According to the rocker arm lubrication structure of the present invention, the oil pump is formed at the outlet of the oil ejection hole, and when the hydraulic pressure is low, the oil confined here overflows due to the rocker arm oscillation and is applied to the rollers at once. When lubrication is always performed reliably, reliability and durability are improved. Moreover, since only an oil pump is formed, it does not cause cost up.

Next, the jump prevention during the lift of the valves 79 and 80 will be described based on FIGS. 48 to 52.

48 and 49, the support portion 520 in which the base ends 503a and 503a are fixed to the rocker shaft portion 501 is, for example, a portion that is not related to the movement of the valve drive mechanism. The valve drive mechanism is formed integrally with the cylinder head 11 provided. The spring 521 as the biasing means is, for example, a band-shaped leaf spring, and the base end is fixed by the bolt 522 to the end face of the support part 520, and the rocker is curved near the base end. It extends in the direction of the tip portion 503b along the upper surface 503C of the arm portion 503, and the tip portion is pressed against the center of the upper surface 503C.

The spring 521 presses the upper surface 503C of the rocker arm portion 503 so that the rocker arm portion 503 and the rocker arm portion 504 are centered on the rocker shaft portion 501 in the clockwise direction. Press to rotate. And the initial load of this spring 521 is set to a value larger than the torque by the frictional force between the rocker arm 502 and the rocker shaft part 501 rotatably supported by the rocker shaft part 501, The rocker shaft portion 501 is prevented from being co-rotated by the rocker arm 502.

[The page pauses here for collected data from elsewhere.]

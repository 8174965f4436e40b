//! 合約模型

use chrono::NaiveDate;
use rust_decimal::Decimal;
use serde::{Deserialize, Serialize};

/// 合約類型
#[derive(Debug, Clone, Copy, PartialEq, Eq, Serialize, Deserialize)]
pub enum ContractType {
    /// 新建工程
    NewContract,
    /// 修繕工程
    RepairedContract,
}

/// 合約狀態
///
/// 正常流程下只會單向前進：`New → InProgress → Complete`
#[derive(Debug, Clone, Copy, PartialEq, Eq, Serialize, Deserialize)]
pub enum ContractStatus {
    /// 新簽約
    New,
    /// 施工中
    InProgress,
    /// 已完工
    Complete,
}

impl ContractStatus {
    /// 狀態在生命週期中的序位
    fn rank(self) -> u8 {
        match self {
            ContractStatus::New => 0,
            ContractStatus::InProgress => 1,
            ContractStatus::Complete => 2,
        }
    }

    /// 檢查轉換到 `next` 是否為單向前進
    pub fn is_forward_transition(self, next: ContractStatus) -> bool {
        next.rank() > self.rank()
    }
}

/// 合約
#[derive(Debug, Clone, Serialize, Deserialize)]
pub struct Contract {
    /// 合約ID
    pub id: i64,

    /// 工地地址
    pub address: String,

    /// 簽約日期
    pub signing_date: NaiveDate,

    /// 交付期限
    pub due_date: NaiveDate,

    /// 合約金額
    pub price: Decimal,

    /// 合約狀態
    pub status: ContractStatus,

    /// 合約類型
    pub contract_type: ContractType,
}

impl Contract {
    /// 創建新的合約（狀態預設為 New、類型預設為新建工程）
    pub fn new(
        id: i64,
        address: String,
        signing_date: NaiveDate,
        due_date: NaiveDate,
        price: Decimal,
    ) -> Self {
        Self {
            id,
            address,
            signing_date,
            due_date,
            price,
            status: ContractStatus::New,
            contract_type: ContractType::NewContract,
        }
    }

    /// 建構器模式：設置合約狀態
    pub fn with_status(mut self, status: ContractStatus) -> Self {
        self.status = status;
        self
    }

    /// 建構器模式：設置合約類型
    pub fn with_contract_type(mut self, contract_type: ContractType) -> Self {
        self.contract_type = contract_type;
        self
    }

    /// 檢查合約是否仍在進行中（新簽約或施工中）
    pub fn is_active(&self) -> bool {
        matches!(
            self.status,
            ContractStatus::New | ContractStatus::InProgress
        )
    }
}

As shown in FIG. 50, the spring 521 has a weak spring force as the lift amount of the valves 79 and 80 increases, that is, as the rocker arm 503 rotates downward. (Gradual decrease), and more than a certain lift amount does not apply a spring force.

The lock pin 513 is extruded from the through hole 50la of the rocker shaft part 501 by the spring force of the compression spring 514 when the hydraulic pressure is not applied, and the front end thereof is engaged with the engaging hole of the rocker arm 502 ( 502C) and engage with the rocker arm 502 and the rocker shaft portion 501. As a result, the rocker arm portions 503 and 504 swing through the rocker arm 502 and the rocker shaft portion 501 as the cam 506 rotates to drive the valves 79 and 80. do.

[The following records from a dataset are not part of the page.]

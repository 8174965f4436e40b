//! 工班排程彙總
//!
//! 將扁平的連接列（排程項目 × 公寓 × 需求 × 品項）彙總成巢狀的
//! 工班排程檢視：每個排程項目一個條目，其下是連結的公寓，
//! 公寓之下是該公寓的需求品項與數量。

use std::collections::HashMap;

use fitout_core::{Apartment, Item, PlanStore, Result, ScheduleItem, ScheduleJoinRow};

/// 公寓需求品項：目錄資料 + 該公寓的需求數量
///
/// `quantity` 一律取自需求連結列，目錄庫存量不得滲入
#[derive(Debug, Clone)]
pub struct RequiredItem {
    /// 品項目錄資料
    pub item: Item,

    /// 該公寓的需求數量
    pub quantity: i32,
}

/// 排程條目下的一間公寓及其需求品項
#[derive(Debug, Clone)]
pub struct ApartmentWork {
    /// 公寓
    pub apartment: Apartment,

    /// 需求品項列表
    pub items: Vec<RequiredItem>,
}

/// 工班排程條目
#[derive(Debug, Clone)]
pub struct ScheduleEntry {
    /// 排程項目
    pub item: ScheduleItem,

    /// 合約工地地址
    pub address: String,

    /// 連結的公寓（保留首見順序）
    pub apartments: Vec<ApartmentWork>,
}

/// 排程彙總器
pub struct ScheduleAggregator;

impl ScheduleAggregator {
    /// 將扁平連接列彙總為巢狀排程檢視
    ///
    /// 單次線性掃描，O(列數)。兩層有序累積：
    /// 外層以排程項目ID分組、內層以 (樓層, 門牌號) 分組，
    /// 兩層皆保留輸入中的首見順序，因此輸出順序與
    /// 儲存層的日期遞增排序一致。
    ///
    /// 已知限制：沒有任何連結公寓列的排程項目不會進入連接結果，
    /// 因此也不會出現在輸出中；需要顯示空排程項目的元件
    /// 必須另外查詢排程項目是否存在。
    pub fn aggregate(rows: Vec<ScheduleJoinRow>) -> Vec<ScheduleEntry> {
        let mut entries: Vec<ScheduleEntry> = Vec::new();
        // 外層索引：排程項目ID → entries 位置
        let mut entry_index: HashMap<i64, usize> = HashMap::new();
        // 內層索引：(排程項目ID, 樓層, 門牌號) → apartments 位置
        let mut apartment_index: HashMap<(i64, i32, i32), usize> = HashMap::new();

        for row in rows {
            let schedule_id = row.schedule_item.id;

            let entry_pos = match entry_index.get(&schedule_id) {
                Some(&pos) => pos,
                None => {
                    entries.push(ScheduleEntry {
                        item: row.schedule_item.clone(),
                        address: row.address.clone(),
                        apartments: Vec::new(),
                    });
                    let pos = entries.len() - 1;
                    entry_index.insert(schedule_id, pos);
                    pos
                }
            };

            let inner_key = (schedule_id, row.apartment.floor, row.apartment.number);
            let apartment_pos = match apartment_index.get(&inner_key) {
                Some(&pos) => pos,
                None => {
                    let apartments = &mut entries[entry_pos].apartments;
                    apartments.push(ApartmentWork {
                        apartment: row.apartment.clone(),
                        items: Vec::new(),
                    });
                    let pos = apartments.len() - 1;
                    apartment_index.insert(inner_key, pos);
                    pos
                }
            };

            // 數量以需求連結列為準
            entries[entry_pos].apartments[apartment_pos]
                .items
                .push(RequiredItem {
                    item: row.item,
                    quantity: row.link_quantity,
                });
        }

        entries
    }

    /// 查詢並彙總單一工班的排程
    pub fn team_schedule<S: PlanStore>(store: &S, team_id: i64) -> Result<Vec<ScheduleEntry>> {
        let rows = store.list_team_schedule_rows(team_id)?;
        tracing::debug!("工班 {} 排程連接列: {} 筆", team_id, rows.len());

        let entries = Self::aggregate(rows);
        tracing::debug!("工班 {} 排程條目: {} 筆", team_id, entries.len());

        Ok(entries)
    }

    /// 查詢並彙總多個工班的排程
    pub fn all_team_schedules<S: PlanStore>(
        store: &S,
        team_ids: &[i64],
    ) -> Result<Vec<Vec<ScheduleEntry>>> {
        let mut schedules = Vec::with_capacity(team_ids.len());
        for &team_id in team_ids {
            schedules.push(Self::team_schedule(store, team_id)?);
        }
        Ok(schedules)
    }
}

When the cylinder rests, the lock pin 513 is released from the rocker shaft portion 501 against the spring force of the compression spring 514 by hydraulic pressure, and the rocker shaft portion 501 is engaged with the rocker arm 502. Even if the rocker arm 502 is rocked due to the rotation of the cam 506, the rocker arm portions 503 and 504 remain stationary without rocking, and the valves 79 and 80 are each free. Is held in a stopped (valve closed) state. Therefore, the cylinders of these valves 79 and 80 are stopped (cylinder rest).

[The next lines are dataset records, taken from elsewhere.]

impl MemoryStore {
    /// 創建空的記憶體儲存
    pub fn new() -> Self {
        Self {
            next_contract_id: 1,
            next_item_id: 1,
            next_schedule_id: 1,
            next_shortage_id: 1,
            ..Default::default()
        }
    }

    /// 新增合約，指派ID後回傳
    pub fn add_contract(&mut self, contract: Contract) -> i64 {
        let id = self.next_contract_id;
        self.next_contract_id += 1;
        self.contracts.push(Contract { id, ..contract });
        id
    }

    /// 新增公寓（測試播種用，不檢查目錄）
    pub fn add_apartment(&mut self, apartment: Apartment) {
        self.apartments.push(apartment);
    }

    /// 新增品項，指派ID後回傳
    pub fn add_item(&mut self, item: Item) -> i64 {
        let id = self.next_item_id;
        self.next_item_id += 1;
        self.items.push(Item { id, ..item });
        id
    }

    /// 新增排程項目，指派ID後回傳
    pub fn add_schedule_item(&mut self, item: ScheduleItem) -> i64 {
        let id = self.next_schedule_id;
        self.next_schedule_id += 1;
        self.schedule_items.push(ScheduleItem { id, ..item });
        id
    }

    /// 新增排程連結列
    pub fn link_apartment(&mut self, schedule_id: i64, apartment: &ApartmentKey) -> Result<()> {
        let link = ScheduleLink::new(schedule_id, *apartment);
        self.insert_apartment_links(std::slice::from_ref(&link))
    }

    /// 新增公寓品項需求列（測試播種用）
    pub fn add_apartment_item(&mut self, link: ApartmentItem) {
        self.apartment_items.push(link);
    }

    /// 依ID查合約
    pub fn contract(&self, id: i64) -> Option<&Contract> {
        self.contracts.iter().find(|c| c.id == id)
    }

    /// 依ID查品項
    pub fn item(&self, id: i64) -> Option<&Item> {
        self.items.iter().find(|i| i.id == id)
    }

    /// 依ID查排程項目
    pub fn schedule_item(&self, id: i64) -> Option<&ScheduleItem> {
        self.schedule_items.iter().find(|s| s.id == id)
    }

    /// 所有缺料紀錄
    pub fn shortages(&self) -> &[Shortage] {
        &self.shortages
    }

    /// 所有公寓品項需求列
    pub fn apartment_items(&self) -> &[ApartmentItem] {
        &self.apartment_items
    }

    /// 將公寓標記為已完工
    pub fn complete_apartment(&mut self, key: &ApartmentKey) -> Result<()> {
        let apartment = self
            .apartments
            .iter_mut()
            .find(|a| a.key() == *key)
            .ok_or_else(|| {
                PlanError::ReferentialViolation(format!(
                    "公寓不存在: ({}, {}, {})",
                    key.contract_id, key.floor, key.number
                ))
            })?;
        apartment.status = fitout_core::ApartmentStatus::Complete;
        Ok(())
    }

    /// 推進缺料狀態一步
    pub fn advance_shortage(&mut self, shortage_id: i64) -> Result<()> {
        let shortage = self
            .shortages
            .iter_mut()
            .find(|s| s.id == shortage_id)
            .ok_or_else(|| PlanError::Store(format!("找不到缺料紀錄: {shortage_id}")))?;
        shortage.status = shortage.status.advanced();
        Ok(())
    }

    fn apartment_exists(&self, key: &ApartmentKey) -> bool {
        self.apartments.iter().any(|a| a.key() == *key)
    }
}

impl PlanStore for MemoryStore {
    fn list_apartments_by_contract(&self, contract_id: i64) -> Result<Vec<Apartment>> {
        Ok(self
            .apartments
            .iter()
            .filter(|a| a.contract_id == contract_id)
            .cloned()
            .collect())
    }

    fn find_item_by_dimensions(
        &self,
        name: &str,
        width: Decimal,
        height: Decimal,
    ) -> Result<Option<Item>> {
        Ok(self
            .items
            .iter()
            .find(|item| item.matches(name, width, height))
            .cloned())
    }

    fn decrement_item_quantity(&mut self, item_id: i64) -> Result<()> {
        let item = self
            .items
            .iter_mut()
            .find(|i| i.id == item_id)
            .ok_or_else(|| PlanError::ReferentialViolation(format!("品項不存在: {item_id}")))?;

        // 庫存為 0 時不動作，絕不為負
        if item.quantity > 0 {
            item.quantity -= 1;
        }
        Ok(())
    }

    fn create_shortage(&mut self, item_id: i64, amount: i32, due_date: NaiveDate) -> Result<()> {
        if self.item(item_id).is_none() {
            return Err(PlanError::ReferentialViolation(format!(
                "缺料參照的品項不存在: {item_id}"
            )));
        }
        let id = self.next_shortage_id;
        self.next_shortage_id += 1;
        self.shortages.push(Shortage::new(id, item_id, amount, due_date));
        Ok(())
    }

    fn list_linked_apartments(&self, schedule_id: i64) -> Result<Vec<ApartmentKey>> {
        Ok(self
            .schedule_links
            .iter()
            .filter(|link| link.schedule_id == schedule_id)
            .map(|link| link.apartment)
            .collect())
    }

    fn insert_apartment_links(&mut self, links: &[ScheduleLink]) -> Result<()> {
        for link in links {
            if !self.apartment_exists(&link.apartment) {
                return Err(PlanError::ReferentialViolation(format!(
                    "連結參照的公寓不存在: ({}, {}, {})",
                    link.apartment.contract_id, link.apartment.floor, link.apartment.number
                )));
            }
            if self.schedule_item(link.schedule_id).is_none() {
                return Err(PlanError::ReferentialViolation(format!(
                    "連結參照的排程項目不存在: {}",
                    link.schedule_id
                )));
            }
        }
        self.schedule_links.extend_from_slice(links);
        Ok(())
    }

    fn delete_apartment_link(&mut self, schedule_id: i64, apartment: &ApartmentKey) -> Result<()> {
        self.schedule_links
            .retain(|link| !(link.schedule_id == schedule_id && link.apartment == *apartment));
        Ok(())
    }

    fn list_team_schedule_rows(&self, team_id: i64) -> Result<Vec<ScheduleJoinRow>> {
        // 依日期遞增（穩定排序，同日維持插入順序）
        let mut team_items: Vec<&ScheduleItem> = self
            .schedule_items
            .iter()
            .filter(|item| item.team_id == team_id)
            .collect();
        team_items.sort_by_key(|item| item.date);

        let mut rows = Vec::new();
        for schedule_item in team_items {
            let address = match self.contract(schedule_item.contract_id) {
                Some(contract) => contract.address.clone(),
                None => continue,
            };

            for link in self
                .schedule_links
                .iter()
                .filter(|link| link.schedule_id == schedule_item.id)
            {
                // 只含待施工公寓
                let Some(apartment) = self.apartments.iter().find(|a| {
                    a.key() == link.apartment
                        && a.status == fitout_core::ApartmentStatus::Pending
                }) else {
                    continue;
                };

                for demand in self
                    .apartment_items
                    .iter()
                    .filter(|d| d.apartment == link.apartment)
                {
                    let Some(item) = self.item(demand.item_id) else {
                        continue;
                    };
                    rows.push(ScheduleJoinRow {
                        schedule_item: schedule_item.clone(),
                        address: address.clone(),
                        apartment: apartment.clone(),
                        item: item.clone(),
                        link_quantity: demand.quantity,
                    });
                }
            }
        }

        Ok(rows)
    }

    fn set_contract_status(&mut self, contract_id: i64, status: ContractStatus) -> Result<()> {
        let contract = self
            .contracts
            .iter_mut()
            .find(|c| c.id == contract_id)
            .ok_or(PlanError::ContractNotFound(contract_id))?;
        contract.status = status;
        Ok(())
    }

    fn insert_apartment(&mut self, apartment: &Apartment) -> Result<()> {
        if self.contract(apartment.contract_id).is_none() {
            return Err(PlanError::ReferentialViolation(format!(
                "公寓參照的合約不存在: {}",
                apartment.contract_id
            )));
        }
        if self.apartment_exists(&apartment.key()) {
            return Err(PlanError::ReferentialViolation(format!(
                "公寓主鍵重複: ({}, {}, {})",
                apartment.contract_id, apartment.floor, apartment.number
            )));
        }
        self.apartments.push(apartment.clone());
        Ok(())
    }

    fn insert_apartment_item(&mut self, link: &ApartmentItem) -> Result<()> {
        if self.item(link.item_id).is_none() {
            return Err(PlanError::ReferentialViolation(format!(
                "需求參照的品項不存在: {}",
                link.item_id
            )));
        }
        if !self.apartment_exists(&link.apartment) {
            return Err(PlanError::ReferentialViolation(format!(
                "需求參照的公寓不存在: ({}, {}, {})",
                link.apartment.contract_id, link.apartment.floor, link.apartment.number
            )));
        }
        self.apartment_items.push(link.clone());
        Ok(())
    }

    fn update_schedule_item(&mut self, item: &ScheduleItem) -> Result<()> {
        let existing = self
            .schedule_items
            .iter_mut()
            .find(|s| s.id == item.id)
            .ok_or(PlanError::ScheduleItemNotFound(item.id))?;
        *existing = item.clone();
        Ok(())
    }

    fn delete_schedule_item(&mut self, schedule_id: i64) -> Result<()> {
        // 先刪連結列再刪項目，對齊外鍵約束下的刪除順序
        self.schedule_links
            .retain(|link| link.schedule_id != schedule_id);
        self.schedule_items.retain(|item| item.id != schedule_id);
        Ok(())
    }

    fn list_completion_rows(&self, team_id: i64) -> Result<Vec<CompletionRow>> {
        let mut rows = Vec::new();
        for schedule_item in self
            .schedule_items
            .iter()
            .filter(|item| item.team_id == team_id)
        {
            for link in self
                .schedule_links
                .iter()
                .filter(|link| link.schedule_id == schedule_item.id)
            {
                if let Some(apartment) =
                    self.apartments.iter().find(|a| a.key() == link.apartment)
                {
                    rows.push(CompletionRow {
                        schedule_id: schedule_item.id,
                        status: apartment.status,
                    });
                }
            }
        }
        Ok(rows)
    }

    fn list_contract_apartment_rows(
        &self,
        status: ContractStatus,
    ) -> Result<Vec<(Contract, Apartment)>> {
        let mut rows = Vec::new();
        for contract in self.contracts.iter().filter(|c| c.status == status) {
            let mut apartments: Vec<&Apartment> = self
                .apartments
                .iter()
                .filter(|a| a.contract_id == contract.id)
                .collect();
            apartments.sort_by_key(|a| (a.floor, a.number));

            for apartment in apartments {
                rows.push((contract.clone(), apartment.clone()));
            }
        }
        Ok(rows)
    }

    fn list_item_shortage_rows(&self) -> Result<Vec<(Item, Option<Shortage>)>> {
        let mut rows = Vec::new();
        for item in &self.items {
            let item_shortages: Vec<&Shortage> = self
                .shortages
                .iter()
                .filter(|s| s.item_id == item.id)
                .collect();

            if item_shortages.is_empty() {
                rows.push((item.clone(), None));
            } else {
                for shortage in item_shortages {
                    rows.push((item.clone(), Some(shortage.clone())));
                }
            }
        }
        Ok(rows)
    }
}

The rocker shaft portion 501 does not rotate because the rocker shaft portions 501 and the rocker arm portions 503 and 504 that are integral to the rocker shaft portion 501 are restricted to the valve end in the rising section of the cam 506. Further, the rocker arm portions 503 and 504 are cams because the tip portions 503b and 504b are pressed against the step heads of the valves 79 and 80 by the spring force of the spring 521. Jumping in the falling section of 506 is prevented, and therefore the rocker shaft portion 501 is prevented from being co-rotated by the rocker arm 502. As a result, the through-hole 502C of the rocker arm 502 and the lock pin 5l3 remain in agreement with each other in the base section of the cam 506 when the cylinder rests, and the tip of the lock pin 513 It is in the state which can be fitted to the through-hole 502C of the rocker arm 502. FIG. This makes it possible to smoothly return from the stop state of the valves 79 and 80 to the operation state.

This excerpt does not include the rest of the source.